International Ophthalmology

, Volume 38, Issue 5, pp 1941–1945 | Cite as

YouTube videos in the English language as a patient education resource for cataract surgery

  • Steven S. Bae
  • Stephanie BaxterEmail author
Original Paper



To assess the quality of the content of YouTube videos for cataract surgery patient education.


Hotel Dieu Hospital, Kingston, Ontario, Canada.


Observational study.


“Cataract surgery,” “cataract surgery for patients,” and “cataract surgery patient education” were used as search terms. The first two pages of search results were reviewed. Descriptive statistics such as video length and view count were obtained. Two cataract surgeons devised 14 criteria important for educating patients about the procedure. Videos were analyzed based on the presence or absence of these criteria. Videos were also assessed for whether they had a primary commercial intent.


Seventy-two videos were analyzed after excluding 48 videos that were duplicate, irrelevant, or not in English. The majority of videos came from a medical professional (71%) and many depicted a real cataract surgery procedure (43%). Twenty-one percent of the videos had a primary commercial intent to promote a practice or product. Out of a total possible 14 points, the mean number of usefulness criteria satisfied was only 2.28 ± 1.80. There was no significant difference in view count between the most useful videos and other videos (p = 0.94). Videos from medical organizations such as the National Health Service were more useful (p < 0.0001).

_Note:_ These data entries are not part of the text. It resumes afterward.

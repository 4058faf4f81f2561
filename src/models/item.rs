use serde::{Deserialize, Serialize};

/// Um item do orçamento. `unit_value` zero significa item sem preço
/// individual (mão de obra inclusa, peça de cortesia, etc.).
#[derive(Debug, Clone, Serialize, Deserialize)]
pub struct LineItem {
    pub quantity: u32,
    pub description: String,
    #[serde(default)]
    pub unit_value: f64,
}

impl LineItem {
    pub fn new(quantity: u32, description: impl Into<String>, unit_value: f64) -> Self {
        LineItem {
            quantity,
            description: description.into(),
            unit_value,
        }
    }

    pub fn is_priced(&self) -> bool {
        self.unit_value > 0.0
    }

    pub fn line_total(&self) -> f64 {
        f64::from(self.quantity) * self.unit_value
    }
}

#[cfg(test)]
mod tests {
    use super::*;

    #[test]
    fn test_line_total() {
        let item = LineItem::new(3, "Troca de rolamento", 150.0);
        assert_eq!(item.line_total(), 450.0);
    }

    #[test]
    fn test_zero_value_is_not_priced() {
        let item = LineItem::new(1, "Visita técnica", 0.0);
        assert!(!item.is_priced());
    }
}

Cataract surgery videos are popular on YouTube, but most are not adequately educational. Patients may be receiving biased information from videos created with primary commercial intent. Physicians should be aware of the type of information patients may be accessing on YouTube.

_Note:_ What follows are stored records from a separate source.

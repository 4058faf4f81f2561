//! String formatting helpers: Brazilian currency rendering and the cosmetic
//! CNPJ/CPF masks. All functions are pure and total over arbitrary input;
//! they never validate, only reformat.

/// Formata um valor como moeda brasileira: `R$ 1.234,56`.
pub fn format_currency(amount: f64) -> String {
    let formatted = format_number_with_separators(amount.abs(), 2);
    if amount < 0.0 {
        format!("-R$ {}", formatted)
    } else {
        format!("R$ {}", formatted)
    }
}

/// Agrupamento de milhares com ponto e decimais com vírgula.
fn format_number_with_separators(num: f64, decimals: usize) -> String {
    let formatted = format!("{:.decimals$}", num, decimals = decimals);
    let mut parts = formatted.split('.');
    let integer = parts.next().unwrap_or("0");
    let decimal = parts.next().unwrap_or("00");

    let mut result = String::new();
    let mut count = 0;

    for c in integer.chars().rev() {
        if count == 3 {
            result.push('.');
            count = 0;
        }
        result.push(c);
        count += 1;
    }

    let integer_formatted: String = result.chars().rev().collect();

    if decimals > 0 {
        format!("{},{}", integer_formatted, decimal)
    } else {
        integer_formatted
    }
}

/// Máscara progressiva de CNPJ: `XX.XXX.XXX/XXXX-XX`.
///
/// Entradas parciais recebem apenas os separadores alcançáveis no seu
/// comprimento (uso típico: reformatar a cada tecla digitada). Dígitos além
/// de 14 são descartados.
pub fn mask_cnpj(value: &str) -> String {
    let digits: String = value.chars().filter(char::is_ascii_digit).collect();

    match digits.len() {
        0..=2 => digits,
        3..=5 => format!("{}.{}", &digits[..2], &digits[2..]),
        6..=8 => format!("{}.{}.{}", &digits[..2], &digits[2..5], &digits[5..]),
        9..=12 => format!(
            "{}.{}.{}/{}",
            &digits[..2],
            &digits[2..5],
            &digits[5..8],
            &digits[8..]
        ),
        _ => format!(
            "{}.{}.{}/{}-{}",
            &digits[..2],
            &digits[2..5],
            &digits[5..8],
            &digits[8..12],
            &digits[12..14.min(digits.len())]
        ),
    }
}

/// Máscara progressiva de CPF: `XXX.XXX.XXX-XX`. Mesmo contrato parcial da
/// máscara de CNPJ; dígitos além de 11 são descartados.
pub fn mask_cpf(value: &str) -> String {
    let digits: String = value.chars().filter(char::is_ascii_digit).collect();

    match digits.len() {
        0..=3 => digits,
        4..=6 => format!("{}.{}", &digits[..3], &digits[3..]),
        7..=9 => format!("{}.{}.{}", &digits[..3], &digits[3..6], &digits[6..]),
        _ => format!(
            "{}.{}.{}-{}",
            &digits[..3],
            &digits[3..6],
            &digits[6..9],
            &digits[9..11.min(digits.len())]
        ),
    }
}

#[cfg(test)]
mod tests {
    use super::*;

    #[test]
    fn test_format_currency_groups_thousands() {
        assert_eq!(format_currency(1234.5), "R$ 1.234,50");
        assert_eq!(format_currency(98765.43), "R$ 98.765,43");
        assert_eq!(format_currency(1_000_000.0), "R$ 1.000.000,00");
    }

    #[test]
    fn test_format_currency_zero_and_small() {
        assert_eq!(format_currency(0.0), "R$ 0,00");
        assert_eq!(format_currency(9.9), "R$ 9,90");
    }

    #[test]
    fn test_format_currency_negative() {
        assert_eq!(format_currency(-1234.56), "-R$ 1.234,56");
    }

    #[test]
    fn test_mask_cnpj_full() {
        assert_eq!(mask_cnpj("12345678901234"), "12.345.678/9012-34");
    }

    #[test]
    fn test_mask_cnpj_partial() {
        assert_eq!(mask_cnpj(""), "");
        assert_eq!(mask_cnpj("12"), "12");
        assert_eq!(mask_cnpj("123"), "12.3");
        assert_eq!(mask_cnpj("123456"), "12.345.6");
        assert_eq!(mask_cnpj("123456789"), "12.345.678/9");
    }

    #[test]
    fn test_mask_cnpj_strips_and_truncates() {
        assert_eq!(mask_cnpj("12.345.678/9012-34"), "12.345.678/9012-34");
        assert_eq!(mask_cnpj("12345678901234999"), "12.345.678/9012-34");
        assert_eq!(mask_cnpj("abc12x3"), "12.3");
    }

    #[test]
    fn test_mask_cnpj_idempotent_on_digit_projection() {
        let once = mask_cnpj("12345678901234");
        let twice = mask_cnpj(&once);
        assert_eq!(once, twice);
    }

    #[test]
    fn test_mask_cpf_full() {
        assert_eq!(mask_cpf("12345678901"), "123.456.789-01");
    }

    #[test]
    fn test_mask_cpf_partial() {
        assert_eq!(mask_cpf("123"), "123");
        assert_eq!(mask_cpf("1234"), "123.4");
        assert_eq!(mask_cpf("1234567"), "123.456.7");
        assert_eq!(mask_cpf("1234567890"), "123.456.789-0");
    }

    #[test]
    fn test_mask_cpf_truncates_extra_digits() {
        assert_eq!(mask_cpf("119876543210000"), "119.876.543-21");
    }
}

Cataract surgery Patient education YouTube Online Video education 



No sources of funding were received for this study.

Compliance with ethical standards

Conflict of interest

All authors certify that they have no affiliations with or involvement in any organization or entity with any financial interest (such as honoraria; educational grants; participation in speakers’ bureaus; membership, employment, consultancies, stock ownership, or other equity interest; and expert testimony or patent–licensing arrangements), or non-financial interest (such as personal or professional relationships, affiliations, knowledge, or beliefs) in the subject matter or materials discussed in this manuscript.

Ethical approval

This article does not contain any studies with human participants or animals performed by any of the authors. Ethics approval is not required for this type of study.

Informed consent

Informed consent was not required for this study.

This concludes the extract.